134. Another argument of Mansel against the intelligibility of the First Cause is based upon a comparison of the idea of Cause with that of the Absolute. Both must be predicated of God, and yet they seem to exclude one another. "A Cause," says he, "cannot, as such, be absolute: the Absolute cannot, as such, be a cause. The cause, as such, exists only in relation to its effect: the cause is a cause of the effect; the effect is an effect of the cause. On the other hand, the conception of the Absolute implies a possible existence out of all relation. We attempt to escape from this apparent contradiction, by introducing the idea of succession in time. The Absolute exists first by itself, and afterwards becomes a Cause. But here we are checked by the third conception, that of the Infinite. How can the Infinite become that which it was not from the first? If causation is a possible mode of existence, that which exists without causing is not infinite; that which becomes a cause has passed beyond its former limits."{77}

To the first part of this argument, we concede that a cause cannot be absolute, if it causes under the pressure of necessity; for in this case the existence of the cause is dependent on the existence of its effect, inasmuch as it requires it as its essential complement. Nor can it be absolute and infinite, if it does not produce an effect without undergoing internal change. But there is no reason for saying that the nature of a Being cannot be an absolute and infinite cause, if its causation is both free and conducted without any internal change. The possibility of such a way of causation is, as we have already urged, not only not opposed to the Divine attributes of Absoluteness and Infinity, but is a necessary consequence of them. God being absolute and infinite, must be infinitely powerful, infinitely free in His volition regarding the existence of creatures, and at the same time immutable. His causation is consequently a free act of His will, which, on account of its infinity, is capable of such an act without being changed. Such causation is incomprehensible, but it is not inconceivable. We know perfectly what we mean by asserting it, and we see clear reasons for asserting it, though on account of our finite nature we cannot fathom the manner in which it exists.
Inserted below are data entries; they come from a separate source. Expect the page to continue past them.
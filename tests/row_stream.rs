use jetrow::{
    Cell, CellError, DataCell, Formula, RowOptions, RowStream, StreamOptions, StyleId,
    StyledCell, WriteError, MIN_BUFFER_SIZE,
};
use pretty_assertions::assert_eq;
use proptest::prelude::*;
use std::io;
use std::pin::Pin;
use std::task::{Context, Poll};
use tokio::io::AsyncWrite;

/// Records the size of every write it receives.
#[derive(Default)]
struct RecordingSink {
    data: Vec<u8>,
    writes: Vec<usize>,
}

impl AsyncWrite for RecordingSink {
    fn poll_write(
        mut self: Pin<&mut Self>,
        _cx: &mut Context<'_>,
        buf: &[u8],
    ) -> Poll<io::Result<usize>> {
        self.data.extend_from_slice(buf);
        self.writes.push(buf.len());
        Poll::Ready(Ok(buf.len()))
    }

    fn poll_flush(self: Pin<&mut Self>, _cx: &mut Context<'_>) -> Poll<io::Result<()>> {
        Poll::Ready(Ok(()))
    }

    fn poll_shutdown(self: Pin<&mut Self>, _cx: &mut Context<'_>) -> Poll<io::Result<()>> {
        Poll::Ready(Ok(()))
    }
}

async fn write_rows<C: jetrow::RowCell>(rows: &[Vec<C>], options: StreamOptions) -> String {
    let mut stream = RowStream::new(Vec::new(), options).unwrap();
    for cells in rows {
        stream.add_row(cells).await.unwrap();
    }
    String::from_utf8(stream.finish().await.unwrap()).unwrap()
}

fn block_on<F: std::future::Future>(future: F) -> F::Output {
    tokio::runtime::Builder::new_current_thread()
        .build()
        .unwrap()
        .block_on(future)
}

/// Reverses the escaping applied to inline strings.
fn unescape(xml: &str) -> String {
    let mut out = String::with_capacity(xml.len());
    let mut rest = xml;
    while let Some(i) = rest.find(['&', '_']) {
        out.push_str(&rest[..i]);
        rest = &rest[i..];
        let entity = [
            ("&amp;", '&'),
            ("&lt;", '<'),
            ("&gt;", '>'),
            ("&quot;", '"'),
            ("&apos;", '\''),
        ]
        .into_iter()
        .find(|(e, _)| rest.starts_with(e));
        if let Some((e, c)) = entity {
            out.push(c);
            rest = &rest[e.len()..];
        } else if rest.starts_with("_x") && rest.len() >= 7 && rest.as_bytes()[6] == b'_' {
            let code = u32::from_str_radix(&rest[2..6], 16).unwrap();
            out.push(char::from_u32(code).unwrap());
            rest = &rest[7..];
        } else {
            out.push_str(&rest[..1]);
            rest = &rest[1..];
        }
    }
    out.push_str(rest);
    out
}

fn inline_text(row: &str) -> &str {
    let start = row.find("<t>").unwrap() + 3;
    let end = row.rfind("</t>").unwrap();
    &row[start..end]
}

#[tokio::test]
async fn test_scenario_row() {
    let rows = vec![vec![DataCell::from(42), DataCell::from("Nordmann"), DataCell::from(true)]];
    assert_eq!(
        write_rows(&rows, StreamOptions::default()).await,
        "<row r=\"1\"><c><v>42</v></c>\
         <c t=\"inlineStr\"><is><t>Nordmann</t></is></c>\
         <c t=\"b\"><v>1</v></c></row>"
    );
}

#[tokio::test]
async fn test_string_far_larger_than_buffer() {
    let text = "Spreadsheet <&> \"quoted\" ".repeat(40_000);
    let rows = vec![vec![DataCell::from(1), DataCell::from(text.as_str()), DataCell::from(2)]];
    let out = write_rows(&rows, StreamOptions::default().with_buffer_size(MIN_BUFFER_SIZE)).await;

    let escaped = text
        .replace('&', "&amp;")
        .replace('<', "&lt;")
        .replace('>', "&gt;")
        .replace('"', "&quot;");
    assert_eq!(
        out,
        format!(
            "<row r=\"1\"><c><v>1</v></c><c t=\"inlineStr\"><is><t>{escaped}</t></is></c>\
             <c><v>2</v></c></row>"
        )
    );
}

#[tokio::test]
async fn test_plain_string_of_several_mebibytes() {
    let text = "a".repeat(4 << 20);
    let rows = vec![vec![DataCell::from(text.as_str()), DataCell::from(true)]];
    let out = write_rows(&rows, StreamOptions::default().with_buffer_size(MIN_BUFFER_SIZE)).await;
    assert!(out == format!(
        "<row r=\"1\"><c t=\"inlineStr\"><is><t>{text}</t></is></c>\
         <c t=\"b\"><v>1</v></c></row>"
    ));
}

#[tokio::test]
async fn test_flushes_only_when_the_buffer_is_full() {
    let size = MIN_BUFFER_SIZE;
    let rows: Vec<Vec<DataCell>> = (0..20)
        .map(|r| {
            vec![
                DataCell::from(r as i64),
                DataCell::from("p".repeat(300 + r * 37)),
                DataCell::from(r as f64 + 0.25),
                DataCell::from("x<y & z ".repeat(r * 20)),
                DataCell::from("q".repeat(2_000 + r)),
                DataCell::Blank,
            ]
        })
        .collect();

    let options = StreamOptions::default().with_buffer_size(size);
    let mut stream = RowStream::new(RecordingSink::default(), options).unwrap();
    for cells in &rows {
        stream.add_row(cells).await.unwrap();
    }
    let sink = stream.finish().await.unwrap();

    let unbounded = write_rows(&rows, StreamOptions::default().with_buffer_size(1 << 22)).await;
    assert!(sink.data == unbounded.as_bytes());

    assert!(sink.writes.iter().all(|&n| n > 0 && n <= size));
    // Each flush happened because the next fragment did not fit, and that
    // fragment opens the following write.
    for pair in sink.writes.windows(2) {
        assert!(pair[0] + pair[1] > size, "wasted flush in {:?}", sink.writes);
    }
    assert!(sink.writes.len() <= 2 * sink.data.len() / size + 1);
}

#[tokio::test]
async fn test_each_row_opens_and_closes_once() {
    let rows: Vec<Vec<DataCell>> = (0..200)
        .map(|r| (0..r % 7).map(|c| DataCell::from(format!("r{r}c{c}"))).collect())
        .collect();
    let out = write_rows(&rows, StreamOptions::default().with_buffer_size(600)).await;

    assert_eq!(out.matches("<row ").count(), 200);
    assert_eq!(out.matches("</row>").count(), 200);
    for (r, row) in out.split_inclusive("</row>").enumerate() {
        assert!(row.starts_with(&format!("<row r=\"{}\">", r + 1)));
        let mut last = 0;
        for c in 0..r % 7 {
            let at = row.find(&format!(">r{r}c{c}<")).unwrap();
            assert!(at >= last);
            last = at;
        }
    }
}

#[tokio::test]
async fn test_formulas_through_stream() {
    let rows = vec![vec![
        Cell::formula(Formula::new("SUM(A2:A9)").with_cached(36.5)),
        Cell::formula(Formula::new("A1&\"!\"").with_cached("36.5!")),
        Cell::formula(Formula::new("1/0").with_cached(CellError::DivisionByZero)),
        Cell::formula(Formula::new("TODAY()")).with_style(StyleId(2)),
    ]];
    assert_eq!(
        write_rows(&rows, StreamOptions::default()).await,
        "<row r=\"1\"><c><f>SUM(A2:A9)</f><v>36.5</v></c>\
         <c t=\"str\"><f>A1&amp;&quot;!&quot;</f><v>36.5!</v></c>\
         <c t=\"e\"><f>1/0</f><v>#DIV/0!</v></c>\
         <c s=\"2\"><f>TODAY()</f></c></row>"
    );
}

#[tokio::test]
async fn test_huge_formula_with_huge_cached_text() {
    let formula = Formula::new(format!("\"{}\"", "q".repeat(5_000))).with_cached("v".repeat(5_000));
    let rows = vec![vec![Cell::formula(formula)]];
    let small = write_rows(&rows, StreamOptions::default().with_buffer_size(512)).await;
    let large = write_rows(&rows, StreamOptions::default()).await;
    assert_eq!(small, large);
    assert!(small.ends_with("vvvv</v></c></row>"));
}

#[tokio::test]
async fn test_sparse_styled_rows() {
    let options = StreamOptions::default().with_cell_references(true);
    let mut stream = RowStream::new(Vec::new(), options).unwrap();
    let row_options = RowOptions::default().with_height(30.0);
    stream
        .add_row_at(2, &[StyledCell::new(5, Some(StyleId(1)))], Some(&row_options))
        .await
        .unwrap();
    stream
        .add_row_at(10, &[StyledCell::new(DataCell::Blank, None), StyledCell::new("x", None)], None)
        .await
        .unwrap();
    assert!(matches!(
        stream.add_row_at(10, &[StyledCell::default()], None).await,
        Err(WriteError::Validation(_))
    ));

    assert_eq!(
        String::from_utf8(stream.finish().await.unwrap()).unwrap(),
        "<row r=\"2\" ht=\"30\" customHeight=\"1\"><c r=\"A2\" s=\"1\"><v>5</v></c></row>\
         <row r=\"10\"><c r=\"A10\"/><c r=\"B10\" t=\"inlineStr\"><is><t>x</t></is></c></row>"
    );
}

fn cell_strategy() -> impl Strategy<Value = DataCell> {
    prop_oneof![
        Just(DataCell::Blank),
        any::<i64>().prop_map(DataCell::Integer),
        any::<f64>().prop_map(DataCell::Number),
        any::<bool>().prop_map(DataCell::Boolean),
        ".{0,700}".prop_map(DataCell::Text),
    ]
}

proptest! {
    #![proptest_config(ProptestConfig::with_cases(64))]

    #[test]
    fn prop_string_round_trips_at_any_buffer_size(
        text in "[^_]{0,3000}",
        size in MIN_BUFFER_SIZE..2048usize,
    ) {
        let rows = vec![vec![DataCell::from(text.as_str())]];
        let out = block_on(write_rows(&rows, StreamOptions::default().with_buffer_size(size)));
        prop_assert_eq!(unescape(inline_text(&out)), text);
    }

    #[test]
    fn prop_resumed_rows_match_unbounded_write(
        rows in prop::collection::vec(prop::collection::vec(cell_strategy(), 0..12), 1..8),
        size in MIN_BUFFER_SIZE..1500usize,
    ) {
        let bounded = block_on(write_rows(&rows, StreamOptions::default().with_buffer_size(size)));
        let unbounded = block_on(write_rows(&rows, StreamOptions::default().with_buffer_size(1 << 22)));
        prop_assert_eq!(bounded, unbounded);
    }
}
135. The proposition, that our mind sees contradiction between God as a Cause and God as Absolute, is argued by Mansel also in another way. Supposing rightly that creation must be thought of as an effect of God's free volition, he says: "Volition is only possible in a conscious being. But consciousness again is only conceivable as a relation. There must be a conscious subject and an object of which he is conscious. The subject is a subject to the object; the object is an object to the subject; and neither can exist by itself as the absolute. This difficulty, again, may be for the moment evaded, by distinguishing between the Absolute as related to another and the Absolute as related to itself. The Absolute, it may be said, may possibly be conscious, provided it is only conscious of itself. But this alternative is, in ultimate analysis, no less self-destructive than the other. For the object of consciousness, whether a mode of the subject's existence or not, is either created in and by the act of consciousness, or has an existence independent of it. In the former case, the object depends upon the subject, and the subject alone is the true absolute. In the latter case, the subject depends upon the object, and the object alone is the true absolute. Or if we attempt a third hypothesis, and maintain that each exists independently of the other, we have no absolute at all, but only a pair of relatives; for co-existence, whether in consciousness or not, is itself a relation."{78}

This whole argument is based upon a wrong hypothesis regarding the nature of knowledge. Mansel, like many modern authors, labours under the false impression that knowledge essentially supposes a plurality of terms; and that consequently no knowledge is possible, unless there exist a subject knowing and an object known, really distinct from one another. This is true of sense perception only; it cannot be applied to intellectual self-consciousness. If you apply it to the latter, you never can explain how a man knows that he exists and thinks and wills. An intellectual being is spiritual, and of such a nature that it cannot know anything different from itself without knowing itself as the knowing principle. In so far, therefore, as we apprehend ourselves as thinking principles in all acts of our intelligence, we are at the same time subject and object of our knowledge. Now God, the Absolute, Infinite, unchangeable Being, does not only know that He knows, but He is essentially a Being knowing Himself. There is no real difference between His Essence and the act of His self-consciousness.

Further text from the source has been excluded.